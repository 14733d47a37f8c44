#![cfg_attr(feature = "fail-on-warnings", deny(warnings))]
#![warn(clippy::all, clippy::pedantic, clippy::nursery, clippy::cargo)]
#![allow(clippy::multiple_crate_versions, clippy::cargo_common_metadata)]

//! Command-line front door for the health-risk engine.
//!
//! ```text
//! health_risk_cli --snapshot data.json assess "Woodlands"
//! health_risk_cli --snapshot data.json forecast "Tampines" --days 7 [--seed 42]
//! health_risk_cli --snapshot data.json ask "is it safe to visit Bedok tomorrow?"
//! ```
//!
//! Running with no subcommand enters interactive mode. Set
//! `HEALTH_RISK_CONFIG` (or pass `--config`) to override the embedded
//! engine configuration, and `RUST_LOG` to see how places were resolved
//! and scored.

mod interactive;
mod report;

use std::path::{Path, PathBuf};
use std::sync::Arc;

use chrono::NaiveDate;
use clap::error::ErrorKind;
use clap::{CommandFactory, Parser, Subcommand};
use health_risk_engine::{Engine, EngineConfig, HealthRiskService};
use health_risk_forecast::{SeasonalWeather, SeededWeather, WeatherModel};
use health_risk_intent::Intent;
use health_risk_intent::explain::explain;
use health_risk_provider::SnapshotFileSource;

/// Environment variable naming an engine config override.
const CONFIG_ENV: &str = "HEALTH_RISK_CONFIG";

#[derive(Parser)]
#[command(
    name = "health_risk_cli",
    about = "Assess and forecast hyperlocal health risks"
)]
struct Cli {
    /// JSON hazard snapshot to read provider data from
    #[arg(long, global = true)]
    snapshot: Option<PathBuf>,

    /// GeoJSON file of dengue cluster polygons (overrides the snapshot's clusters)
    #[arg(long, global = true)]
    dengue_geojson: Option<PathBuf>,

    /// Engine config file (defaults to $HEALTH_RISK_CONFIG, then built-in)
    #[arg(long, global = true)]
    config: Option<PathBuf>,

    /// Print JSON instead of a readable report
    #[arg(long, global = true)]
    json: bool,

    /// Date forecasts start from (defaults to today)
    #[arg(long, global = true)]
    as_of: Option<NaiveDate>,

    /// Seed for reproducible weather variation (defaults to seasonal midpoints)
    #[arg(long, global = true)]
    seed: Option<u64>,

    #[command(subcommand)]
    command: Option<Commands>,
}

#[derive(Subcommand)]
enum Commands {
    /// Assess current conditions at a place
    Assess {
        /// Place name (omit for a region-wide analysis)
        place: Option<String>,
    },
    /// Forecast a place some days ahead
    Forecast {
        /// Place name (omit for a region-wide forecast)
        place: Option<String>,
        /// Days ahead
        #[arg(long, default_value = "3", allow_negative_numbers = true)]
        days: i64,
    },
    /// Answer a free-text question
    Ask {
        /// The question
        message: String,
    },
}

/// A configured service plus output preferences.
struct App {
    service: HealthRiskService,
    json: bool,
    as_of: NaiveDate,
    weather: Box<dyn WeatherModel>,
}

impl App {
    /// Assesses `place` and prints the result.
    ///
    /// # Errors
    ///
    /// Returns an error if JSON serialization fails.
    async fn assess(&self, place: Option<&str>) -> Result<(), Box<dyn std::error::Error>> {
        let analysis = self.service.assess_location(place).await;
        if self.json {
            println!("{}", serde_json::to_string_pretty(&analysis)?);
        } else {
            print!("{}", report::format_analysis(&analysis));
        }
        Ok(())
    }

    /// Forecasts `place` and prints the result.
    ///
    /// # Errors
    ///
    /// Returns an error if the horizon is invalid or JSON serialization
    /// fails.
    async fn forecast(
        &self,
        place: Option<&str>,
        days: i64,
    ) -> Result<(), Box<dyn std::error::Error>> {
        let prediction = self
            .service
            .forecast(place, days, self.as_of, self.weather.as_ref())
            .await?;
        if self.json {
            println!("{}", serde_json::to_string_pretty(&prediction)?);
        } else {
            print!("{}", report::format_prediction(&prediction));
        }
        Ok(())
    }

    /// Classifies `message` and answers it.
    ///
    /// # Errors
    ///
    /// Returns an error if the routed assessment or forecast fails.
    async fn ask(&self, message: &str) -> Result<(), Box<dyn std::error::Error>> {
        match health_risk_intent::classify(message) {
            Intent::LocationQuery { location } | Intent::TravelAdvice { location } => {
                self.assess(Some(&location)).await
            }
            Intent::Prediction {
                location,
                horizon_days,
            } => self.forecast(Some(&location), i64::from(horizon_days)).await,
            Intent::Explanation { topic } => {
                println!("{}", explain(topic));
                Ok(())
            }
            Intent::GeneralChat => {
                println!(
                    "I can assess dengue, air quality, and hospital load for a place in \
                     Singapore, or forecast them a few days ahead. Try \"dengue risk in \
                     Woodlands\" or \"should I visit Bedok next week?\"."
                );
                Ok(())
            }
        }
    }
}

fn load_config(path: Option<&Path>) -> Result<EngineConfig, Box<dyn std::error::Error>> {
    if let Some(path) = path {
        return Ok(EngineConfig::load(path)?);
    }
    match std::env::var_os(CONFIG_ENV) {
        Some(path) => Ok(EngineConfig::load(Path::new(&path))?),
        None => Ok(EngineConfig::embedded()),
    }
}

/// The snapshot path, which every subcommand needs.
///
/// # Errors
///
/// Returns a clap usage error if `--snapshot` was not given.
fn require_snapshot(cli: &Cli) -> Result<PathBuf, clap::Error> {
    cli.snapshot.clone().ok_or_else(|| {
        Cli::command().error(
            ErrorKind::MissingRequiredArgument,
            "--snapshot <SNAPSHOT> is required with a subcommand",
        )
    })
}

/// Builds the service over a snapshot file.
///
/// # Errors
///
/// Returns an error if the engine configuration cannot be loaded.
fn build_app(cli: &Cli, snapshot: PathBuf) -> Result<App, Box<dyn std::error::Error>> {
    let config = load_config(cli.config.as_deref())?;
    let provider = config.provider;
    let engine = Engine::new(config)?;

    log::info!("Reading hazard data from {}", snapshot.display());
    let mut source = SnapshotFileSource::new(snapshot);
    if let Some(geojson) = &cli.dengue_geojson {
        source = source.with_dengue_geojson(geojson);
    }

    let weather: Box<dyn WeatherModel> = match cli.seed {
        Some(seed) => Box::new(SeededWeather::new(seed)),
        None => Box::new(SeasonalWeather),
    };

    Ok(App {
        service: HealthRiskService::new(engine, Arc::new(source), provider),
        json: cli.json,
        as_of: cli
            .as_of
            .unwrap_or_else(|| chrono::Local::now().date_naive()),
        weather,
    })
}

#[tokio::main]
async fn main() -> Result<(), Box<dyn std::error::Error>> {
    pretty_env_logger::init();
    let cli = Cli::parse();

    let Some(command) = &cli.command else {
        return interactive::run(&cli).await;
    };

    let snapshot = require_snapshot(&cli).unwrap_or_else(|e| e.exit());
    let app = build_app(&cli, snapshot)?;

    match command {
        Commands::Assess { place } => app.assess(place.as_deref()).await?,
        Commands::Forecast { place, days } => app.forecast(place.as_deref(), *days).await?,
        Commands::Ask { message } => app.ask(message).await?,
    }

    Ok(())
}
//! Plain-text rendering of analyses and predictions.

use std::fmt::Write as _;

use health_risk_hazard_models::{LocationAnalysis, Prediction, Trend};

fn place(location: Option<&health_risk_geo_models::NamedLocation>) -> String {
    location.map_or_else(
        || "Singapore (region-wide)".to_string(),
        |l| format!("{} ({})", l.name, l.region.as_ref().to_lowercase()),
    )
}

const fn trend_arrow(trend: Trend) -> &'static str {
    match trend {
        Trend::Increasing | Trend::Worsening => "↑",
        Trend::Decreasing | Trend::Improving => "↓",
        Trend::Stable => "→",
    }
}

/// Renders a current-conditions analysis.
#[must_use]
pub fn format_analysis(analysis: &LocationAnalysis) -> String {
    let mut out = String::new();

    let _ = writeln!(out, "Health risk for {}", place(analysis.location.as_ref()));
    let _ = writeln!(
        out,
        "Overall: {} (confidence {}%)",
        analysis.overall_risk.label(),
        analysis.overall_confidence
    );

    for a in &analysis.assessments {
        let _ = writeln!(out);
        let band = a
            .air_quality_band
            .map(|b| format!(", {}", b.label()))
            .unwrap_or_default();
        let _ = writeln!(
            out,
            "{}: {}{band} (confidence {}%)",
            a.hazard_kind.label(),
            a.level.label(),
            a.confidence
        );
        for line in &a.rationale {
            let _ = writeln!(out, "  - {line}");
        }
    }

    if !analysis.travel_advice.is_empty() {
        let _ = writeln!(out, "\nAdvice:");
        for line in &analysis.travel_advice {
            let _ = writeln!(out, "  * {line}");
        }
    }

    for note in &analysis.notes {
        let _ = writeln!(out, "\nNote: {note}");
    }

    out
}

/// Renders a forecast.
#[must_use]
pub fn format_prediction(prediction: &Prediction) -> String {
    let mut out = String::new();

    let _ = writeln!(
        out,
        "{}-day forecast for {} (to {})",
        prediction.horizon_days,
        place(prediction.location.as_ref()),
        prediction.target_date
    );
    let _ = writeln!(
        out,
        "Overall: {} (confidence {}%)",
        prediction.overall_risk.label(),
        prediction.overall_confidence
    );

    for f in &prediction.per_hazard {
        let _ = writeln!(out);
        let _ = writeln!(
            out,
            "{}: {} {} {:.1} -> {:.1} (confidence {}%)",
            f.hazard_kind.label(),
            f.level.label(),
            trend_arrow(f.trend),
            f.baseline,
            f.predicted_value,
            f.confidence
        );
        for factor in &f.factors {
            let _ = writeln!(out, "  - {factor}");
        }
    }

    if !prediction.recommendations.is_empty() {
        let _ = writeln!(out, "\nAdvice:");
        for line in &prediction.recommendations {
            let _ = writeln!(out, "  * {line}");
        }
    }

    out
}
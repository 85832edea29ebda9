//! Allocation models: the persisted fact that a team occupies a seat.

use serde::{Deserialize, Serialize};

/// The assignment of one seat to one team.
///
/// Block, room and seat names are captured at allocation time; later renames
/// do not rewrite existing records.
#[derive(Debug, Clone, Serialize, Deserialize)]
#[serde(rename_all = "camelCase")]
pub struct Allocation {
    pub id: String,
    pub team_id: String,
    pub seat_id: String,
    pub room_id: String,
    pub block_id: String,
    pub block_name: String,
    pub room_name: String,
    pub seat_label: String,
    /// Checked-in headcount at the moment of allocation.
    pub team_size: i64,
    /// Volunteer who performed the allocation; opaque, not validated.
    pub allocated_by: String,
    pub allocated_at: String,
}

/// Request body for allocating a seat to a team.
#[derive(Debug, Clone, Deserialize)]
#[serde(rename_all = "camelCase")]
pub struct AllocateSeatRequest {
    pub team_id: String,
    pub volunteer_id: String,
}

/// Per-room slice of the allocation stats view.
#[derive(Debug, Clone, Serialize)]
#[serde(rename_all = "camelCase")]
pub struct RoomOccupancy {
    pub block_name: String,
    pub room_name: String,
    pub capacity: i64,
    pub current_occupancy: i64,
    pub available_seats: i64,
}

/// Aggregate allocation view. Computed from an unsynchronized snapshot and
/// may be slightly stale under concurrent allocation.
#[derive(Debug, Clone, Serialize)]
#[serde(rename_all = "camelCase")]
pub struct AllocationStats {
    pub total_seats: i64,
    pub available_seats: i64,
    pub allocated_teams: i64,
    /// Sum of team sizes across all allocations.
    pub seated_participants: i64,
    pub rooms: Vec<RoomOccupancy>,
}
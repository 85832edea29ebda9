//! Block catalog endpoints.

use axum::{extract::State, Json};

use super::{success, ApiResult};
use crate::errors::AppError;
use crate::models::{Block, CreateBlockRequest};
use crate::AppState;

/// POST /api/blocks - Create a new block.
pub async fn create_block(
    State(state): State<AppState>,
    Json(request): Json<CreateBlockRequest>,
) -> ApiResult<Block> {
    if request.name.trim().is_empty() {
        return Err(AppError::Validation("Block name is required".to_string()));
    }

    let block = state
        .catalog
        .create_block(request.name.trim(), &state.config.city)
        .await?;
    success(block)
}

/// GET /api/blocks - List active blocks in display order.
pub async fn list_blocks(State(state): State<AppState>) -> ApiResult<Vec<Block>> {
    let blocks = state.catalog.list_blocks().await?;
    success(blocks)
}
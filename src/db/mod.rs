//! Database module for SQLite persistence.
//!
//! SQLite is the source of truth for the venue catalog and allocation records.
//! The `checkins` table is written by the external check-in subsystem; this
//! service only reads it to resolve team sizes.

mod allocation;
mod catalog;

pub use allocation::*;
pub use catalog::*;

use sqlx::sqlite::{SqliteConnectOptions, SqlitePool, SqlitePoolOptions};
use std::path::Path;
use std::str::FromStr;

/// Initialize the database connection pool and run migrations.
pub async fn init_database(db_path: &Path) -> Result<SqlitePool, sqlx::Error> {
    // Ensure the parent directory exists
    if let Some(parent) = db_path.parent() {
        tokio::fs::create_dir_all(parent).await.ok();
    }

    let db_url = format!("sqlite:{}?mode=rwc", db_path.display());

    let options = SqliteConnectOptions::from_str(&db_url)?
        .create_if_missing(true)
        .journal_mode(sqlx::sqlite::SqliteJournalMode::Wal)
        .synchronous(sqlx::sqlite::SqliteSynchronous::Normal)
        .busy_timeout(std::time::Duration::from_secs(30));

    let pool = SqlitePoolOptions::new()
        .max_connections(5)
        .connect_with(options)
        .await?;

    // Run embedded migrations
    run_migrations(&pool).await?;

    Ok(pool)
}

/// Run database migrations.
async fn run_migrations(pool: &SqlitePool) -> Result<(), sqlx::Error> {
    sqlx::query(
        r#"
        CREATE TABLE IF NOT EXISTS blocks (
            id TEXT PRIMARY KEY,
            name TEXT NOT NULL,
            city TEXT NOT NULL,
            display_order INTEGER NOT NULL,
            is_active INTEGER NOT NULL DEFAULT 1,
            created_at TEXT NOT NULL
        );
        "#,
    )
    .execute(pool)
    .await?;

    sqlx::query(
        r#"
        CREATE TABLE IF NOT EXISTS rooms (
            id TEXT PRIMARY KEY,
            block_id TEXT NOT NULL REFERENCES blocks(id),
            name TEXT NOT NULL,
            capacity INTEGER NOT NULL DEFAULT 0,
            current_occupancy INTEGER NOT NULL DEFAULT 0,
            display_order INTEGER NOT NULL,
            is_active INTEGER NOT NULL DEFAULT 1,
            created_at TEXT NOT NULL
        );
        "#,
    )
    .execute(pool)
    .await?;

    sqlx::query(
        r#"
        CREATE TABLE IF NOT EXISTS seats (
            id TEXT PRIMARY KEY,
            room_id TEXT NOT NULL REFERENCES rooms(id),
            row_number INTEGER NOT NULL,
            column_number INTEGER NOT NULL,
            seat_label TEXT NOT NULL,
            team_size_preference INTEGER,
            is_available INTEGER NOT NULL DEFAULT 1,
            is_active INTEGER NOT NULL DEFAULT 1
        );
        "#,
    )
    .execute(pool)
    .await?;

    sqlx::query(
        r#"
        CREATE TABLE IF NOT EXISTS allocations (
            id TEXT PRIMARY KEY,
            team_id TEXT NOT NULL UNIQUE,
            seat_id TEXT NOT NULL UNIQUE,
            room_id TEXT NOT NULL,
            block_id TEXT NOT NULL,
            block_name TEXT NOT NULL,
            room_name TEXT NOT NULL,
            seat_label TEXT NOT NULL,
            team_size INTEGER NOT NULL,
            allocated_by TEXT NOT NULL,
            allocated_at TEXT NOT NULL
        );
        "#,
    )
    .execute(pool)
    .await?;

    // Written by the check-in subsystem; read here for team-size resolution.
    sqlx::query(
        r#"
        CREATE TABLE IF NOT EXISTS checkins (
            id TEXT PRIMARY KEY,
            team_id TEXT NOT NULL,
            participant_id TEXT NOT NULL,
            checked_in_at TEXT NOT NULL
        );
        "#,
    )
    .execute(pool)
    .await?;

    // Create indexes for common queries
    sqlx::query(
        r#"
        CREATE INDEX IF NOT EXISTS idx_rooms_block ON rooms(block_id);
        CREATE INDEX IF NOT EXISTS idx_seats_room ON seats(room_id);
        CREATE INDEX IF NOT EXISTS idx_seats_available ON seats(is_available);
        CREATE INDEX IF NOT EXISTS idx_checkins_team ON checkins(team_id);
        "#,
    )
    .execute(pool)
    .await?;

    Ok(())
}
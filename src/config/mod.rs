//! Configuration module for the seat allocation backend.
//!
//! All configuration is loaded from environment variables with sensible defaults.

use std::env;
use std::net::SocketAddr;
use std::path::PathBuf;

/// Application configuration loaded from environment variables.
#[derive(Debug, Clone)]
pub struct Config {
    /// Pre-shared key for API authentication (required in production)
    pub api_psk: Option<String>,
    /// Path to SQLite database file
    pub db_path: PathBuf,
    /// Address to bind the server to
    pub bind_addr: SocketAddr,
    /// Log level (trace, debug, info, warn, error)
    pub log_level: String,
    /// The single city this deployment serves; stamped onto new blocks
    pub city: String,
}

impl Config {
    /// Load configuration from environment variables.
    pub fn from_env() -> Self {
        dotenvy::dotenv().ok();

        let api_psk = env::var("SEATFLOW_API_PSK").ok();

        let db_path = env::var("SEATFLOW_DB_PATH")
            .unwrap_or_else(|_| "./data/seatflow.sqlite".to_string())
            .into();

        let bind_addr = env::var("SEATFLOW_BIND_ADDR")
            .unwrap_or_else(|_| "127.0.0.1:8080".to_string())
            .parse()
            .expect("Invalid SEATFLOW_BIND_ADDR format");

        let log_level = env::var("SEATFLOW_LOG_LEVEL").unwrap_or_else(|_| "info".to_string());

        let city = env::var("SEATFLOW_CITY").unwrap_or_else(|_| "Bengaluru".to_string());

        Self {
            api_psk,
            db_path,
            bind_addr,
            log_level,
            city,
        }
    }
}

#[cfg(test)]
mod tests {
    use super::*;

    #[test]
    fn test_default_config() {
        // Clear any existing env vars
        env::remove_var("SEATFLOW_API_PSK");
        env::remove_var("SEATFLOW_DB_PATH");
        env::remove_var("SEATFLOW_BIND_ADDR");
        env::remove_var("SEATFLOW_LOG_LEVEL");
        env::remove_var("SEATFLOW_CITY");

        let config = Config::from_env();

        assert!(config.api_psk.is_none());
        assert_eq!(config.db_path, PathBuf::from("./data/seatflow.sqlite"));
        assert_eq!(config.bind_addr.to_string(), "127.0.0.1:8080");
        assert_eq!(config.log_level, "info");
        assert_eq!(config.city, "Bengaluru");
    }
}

**Exercise**
Copy out the line containing "let config = Config::from_env();", then every line after it through the end of the listing, exactly and with nothing else.

**Exercise response**
        let config = Config::from_env();

        assert!(config.api_psk.is_none());
        assert_eq!(config.db_path, PathBuf::from("./data/seatflow.sqlite"));
        assert_eq!(config.bind_addr.to_string(), "127.0.0.1:8080");
        assert_eq!(config.log_level, "info");
        assert_eq!(config.city, "Bengaluru");
    }
}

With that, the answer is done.